### What the task requires
Comb the records below for the string "crate" and copy each line where it turns up.

[Records for the exercise]

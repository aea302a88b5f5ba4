//! Commands, requests, and the request parser
//!
//! A request is a command byte followed by its fixed payload:
//!
//! | Command | Byte | Payload |
//! |---|---|---|
//! | query-initialized | `I` | none |
//! | verify-credential | `V` | 5 credential bytes |
//! | set-credential | `N` | 5 credential bytes |
//! | get-timeout | `G` | none |
//! | set-timeout-with-credential | `S` | 5 credential bytes + 2 ASCII digits |
//! | set-timeout-bare | `T` | 2 ASCII digits, or 1 raw byte |
//! | reset | `R` | none |
//! | open | `O` | none |
//! | lock | `L` | none |

use heapless::Vec;

use crate::credential::{Credential, CREDENTIAL_LEN};
use crate::timeout::{encode_digits, TimeoutValue};

// Command bytes: HMI → Control
pub const CMD_QUERY_INITIALIZED: u8 = b'I';
pub const CMD_VERIFY_CREDENTIAL: u8 = b'V';
pub const CMD_SET_CREDENTIAL: u8 = b'N';
pub const CMD_GET_TIMEOUT: u8 = b'G';
pub const CMD_SET_TIMEOUT_WITH_CREDENTIAL: u8 = b'S';
pub const CMD_SET_TIMEOUT_BARE: u8 = b'T';
pub const CMD_RESET: u8 = b'R';
pub const CMD_OPEN: u8 = b'O';
pub const CMD_LOCK: u8 = b'L';

/// Longest payload of any command
pub const MAX_PAYLOAD_LEN: usize = CREDENTIAL_LEN + 2;

/// Longest complete request (command byte + payload)
pub const MAX_REQUEST_LEN: usize = 1 + MAX_PAYLOAD_LEN;

/// Errors when encoding requests
#[derive(Debug, Clone, Copy, PartialEq, Eq)]
#[cfg_attr(feature = "defmt", derive(defmt::Format))]
pub enum ProtocolError {
    /// Buffer too small for encoding
    BufferTooSmall,
}

/// Command set understood by the Control node
#[derive(Debug, Clone, Copy, PartialEq, Eq)]
#[cfg_attr(feature = "defmt", derive(defmt::Format))]
pub enum Command {
    /// Ask whether a credential has been provisioned
    QueryInitialized,
    /// Check a credential
    VerifyCredential,
    /// Provision or replace the credential
    SetCredential,
    /// Read the stored auto-relock timeout
    GetTimeout,
    /// Change the timeout, authorized by the credential
    SetTimeoutWithCredential,
    /// Change the timeout without a credential check
    SetTimeoutBare,
    /// Forget the credential and timeout
    Reset,
    /// Drive the actuator to the unlocked position
    Open,
    /// Drive the actuator to the locked position
    Lock,
}

impl Command {
    /// Parse a command from its wire format byte
    pub fn from_byte(byte: u8) -> Option<Self> {
        match byte {
            CMD_QUERY_INITIALIZED => Some(Command::QueryInitialized),
            CMD_VERIFY_CREDENTIAL => Some(Command::VerifyCredential),
            CMD_SET_CREDENTIAL => Some(Command::SetCredential),
            CMD_GET_TIMEOUT => Some(Command::GetTimeout),
            CMD_SET_TIMEOUT_WITH_CREDENTIAL => Some(Command::SetTimeoutWithCredential),
            CMD_SET_TIMEOUT_BARE => Some(Command::SetTimeoutBare),
            CMD_RESET => Some(Command::Reset),
            CMD_OPEN => Some(Command::Open),
            CMD_LOCK => Some(Command::Lock),
            _ => None,
        }
    }

    /// Convert to wire format byte
    pub fn to_byte(self) -> u8 {
        match self {
            Command::QueryInitialized => CMD_QUERY_INITIALIZED,
            Command::VerifyCredential => CMD_VERIFY_CREDENTIAL,
            Command::SetCredential => CMD_SET_CREDENTIAL,
            Command::GetTimeout => CMD_GET_TIMEOUT,
            Command::SetTimeoutWithCredential => CMD_SET_TIMEOUT_WITH_CREDENTIAL,
            Command::SetTimeoutBare => CMD_SET_TIMEOUT_BARE,
            Command::Reset => CMD_RESET,
            Command::Open => CMD_OPEN,
            Command::Lock => CMD_LOCK,
        }
    }

    /// Payload bytes that follow the command byte
    ///
    /// For the bare set-timeout command this is the minimum; a leading
    /// ASCII digit means one more digit follows.
    pub fn payload_len(self) -> usize {
        match self {
            Command::QueryInitialized
            | Command::GetTimeout
            | Command::Reset
            | Command::Open
            | Command::Lock => 0,
            Command::VerifyCredential | Command::SetCredential => CREDENTIAL_LEN,
            Command::SetTimeoutWithCredential => CREDENTIAL_LEN + 2,
            Command::SetTimeoutBare => 1,
        }
    }
}

/// A complete request with its payload
///
/// Credential bytes are kept exactly as received; validating them is the
/// handler's job.
#[derive(Debug, Clone, Copy, PartialEq, Eq)]
#[cfg_attr(feature = "defmt", derive(defmt::Format))]
pub enum Request {
    QueryInitialized,
    VerifyCredential([u8; CREDENTIAL_LEN]),
    SetCredential([u8; CREDENTIAL_LEN]),
    GetTimeout,
    SetTimeoutWithCredential {
        credential: [u8; CREDENTIAL_LEN],
        digits: [u8; 2],
    },
    SetTimeoutBare(TimeoutValue),
    Reset,
    Open,
    Lock,
    /// Byte that is not a command
    Unknown(u8),
}

impl Request {
    /// Verify-credential request
    pub fn verify(credential: &Credential) -> Self {
        Request::VerifyCredential(*credential.as_bytes())
    }

    /// Set-credential request
    pub fn set_credential(credential: &Credential) -> Self {
        Request::SetCredential(*credential.as_bytes())
    }

    /// Set-timeout request authorized by `credential`
    pub fn set_timeout(credential: &Credential, seconds: u8) -> Self {
        Request::SetTimeoutWithCredential {
            credential: *credential.as_bytes(),
            digits: encode_digits(seconds),
        }
    }

    /// Command this request carries, `None` for unknown bytes
    pub fn command(&self) -> Option<Command> {
        match self {
            Request::QueryInitialized => Some(Command::QueryInitialized),
            Request::VerifyCredential(_) => Some(Command::VerifyCredential),
            Request::SetCredential(_) => Some(Command::SetCredential),
            Request::GetTimeout => Some(Command::GetTimeout),
            Request::SetTimeoutWithCredential { .. } => Some(Command::SetTimeoutWithCredential),
            Request::SetTimeoutBare(_) => Some(Command::SetTimeoutBare),
            Request::Reset => Some(Command::Reset),
            Request::Open => Some(Command::Open),
            Request::Lock => Some(Command::Lock),
            Request::Unknown(_) => None,
        }
    }

    /// Encode this request into a byte buffer
    ///
    /// Returns the number of bytes written
    pub fn encode(&self, buffer: &mut [u8]) -> Result<usize, ProtocolError> {
        let mut out = Vec::<u8, MAX_REQUEST_LEN>::new();
        let lead = match self {
            Request::Unknown(byte) => *byte,
            _ => self.command().map_or(0, Command::to_byte),
        };
        out.push(lead).map_err(|_| ProtocolError::BufferTooSmall)?;

        match self {
            Request::VerifyCredential(credential) | Request::SetCredential(credential) => {
                out.extend_from_slice(credential)
                    .map_err(|_| ProtocolError::BufferTooSmall)?;
            }
            Request::SetTimeoutWithCredential { credential, digits } => {
                out.extend_from_slice(credential)
                    .map_err(|_| ProtocolError::BufferTooSmall)?;
                out.extend_from_slice(digits)
                    .map_err(|_| ProtocolError::BufferTooSmall)?;
            }
            Request::SetTimeoutBare(TimeoutValue::Digits(digits)) => {
                out.extend_from_slice(digits)
                    .map_err(|_| ProtocolError::BufferTooSmall)?;
            }
            Request::SetTimeoutBare(TimeoutValue::Raw(value)) => {
                out.push(*value).map_err(|_| ProtocolError::BufferTooSmall)?;
            }
            _ => {}
        }

        if buffer.len() < out.len() {
            return Err(ProtocolError::BufferTooSmall);
        }
        buffer[..out.len()].copy_from_slice(&out);
        Ok(out.len())
    }

    /// Encode this request into a heapless Vec
    pub fn encode_to_vec(&self) -> Result<Vec<u8, MAX_REQUEST_LEN>, ProtocolError> {
        let mut buffer = [0u8; MAX_REQUEST_LEN];
        let len = self.encode(&mut buffer)?;
        Vec::from_slice(&buffer[..len]).map_err(|_| ProtocolError::BufferTooSmall)
    }

    /// Build a request from a command and its complete payload
    fn from_parts(command: Command, payload: &[u8]) -> Self {
        let mut credential = [0u8; CREDENTIAL_LEN];
        match command {
            Command::QueryInitialized => Request::QueryInitialized,
            Command::VerifyCredential => {
                credential.copy_from_slice(&payload[..CREDENTIAL_LEN]);
                Request::VerifyCredential(credential)
            }
            Command::SetCredential => {
                credential.copy_from_slice(&payload[..CREDENTIAL_LEN]);
                Request::SetCredential(credential)
            }
            Command::GetTimeout => Request::GetTimeout,
            Command::SetTimeoutWithCredential => {
                credential.copy_from_slice(&payload[..CREDENTIAL_LEN]);
                Request::SetTimeoutWithCredential {
                    credential,
                    digits: [payload[CREDENTIAL_LEN], payload[CREDENTIAL_LEN + 1]],
                }
            }
            Command::SetTimeoutBare => match payload {
                [tens, ones] => Request::SetTimeoutBare(TimeoutValue::Digits([*tens, *ones])),
                _ => Request::SetTimeoutBare(TimeoutValue::Raw(payload[0])),
            },
            Command::Reset => Request::Reset,
            Command::Open => Request::Open,
            Command::Lock => Request::Lock,
        }
    }
}

/// Byte-at-a-time request parser
///
/// Collects the full payload of a command before yielding it, so a handler
/// never sees a partial request and never leaves payload bytes behind for
/// the next command to misinterpret.
#[derive(Debug, Clone)]
pub struct RequestParser {
    state: ParseState,
    buffer: Vec<u8, MAX_PAYLOAD_LEN>,
}

#[derive(Debug, Clone, Copy, PartialEq, Eq)]
enum ParseState {
    /// Waiting for a command byte
    WaitingForCommand,
    /// Reading `expected` payload bytes for `command`
    ReadingPayload { command: Command, expected: usize },
}

impl Default for RequestParser {
    fn default() -> Self {
        Self::new()
    }
}

impl RequestParser {
    /// Create a new request parser
    pub fn new() -> Self {
        Self {
            state: ParseState::WaitingForCommand,
            buffer: Vec::new(),
        }
    }

    /// Reset the parser state, dropping any partial request
    pub fn reset(&mut self) {
        self.state = ParseState::WaitingForCommand;
        self.buffer.clear();
    }

    /// Check whether the parser is between requests
    pub fn is_idle(&self) -> bool {
        self.state == ParseState::WaitingForCommand
    }

    /// Feed a single byte to the parser
    ///
    /// Returns `Some(request)` once the request is complete, `None` while
    /// more payload bytes are needed.
    pub fn feed(&mut self, byte: u8) -> Option<Request> {
        match self.state {
            ParseState::WaitingForCommand => {
                let Some(command) = Command::from_byte(byte) else {
                    return Some(Request::Unknown(byte));
                };
                let expected = command.payload_len();
                if expected == 0 {
                    return Some(Request::from_parts(command, &[]));
                }
                self.buffer.clear();
                self.state = ParseState::ReadingPayload { command, expected };
                None
            }
            ParseState::ReadingPayload { command, expected } => {
                // Cannot fail: expected never exceeds MAX_PAYLOAD_LEN
                let _ = self.buffer.push(byte);

                // A leading digit on the bare timeout means a second digit follows
                let expected = if command == Command::SetTimeoutBare
                    && self.buffer.len() == 1
                    && byte.is_ascii_digit()
                {
                    2
                } else {
                    expected
                };

                if self.buffer.len() < expected {
                    self.state = ParseState::ReadingPayload { command, expected };
                    return None;
                }

                let request = Request::from_parts(command, &self.buffer);
                self.reset();
                Some(request)
            }
        }
    }

    /// Feed multiple bytes to the parser
    ///
    /// Returns the first complete request found, if any.
    /// Remaining bytes after a complete request are not consumed.
    pub fn feed_bytes(&mut self, bytes: &[u8]) -> Option<Request> {
        for &byte in bytes {
            if let Some(request) = self.feed(byte) {
                return Some(request);
            }
        }
        None
    }
}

[/Records for the exercise]

### Response to the task
use crate::credential::{Credential, CREDENTIAL_LEN};
use crate::timeout::{encode_digits, TimeoutValue};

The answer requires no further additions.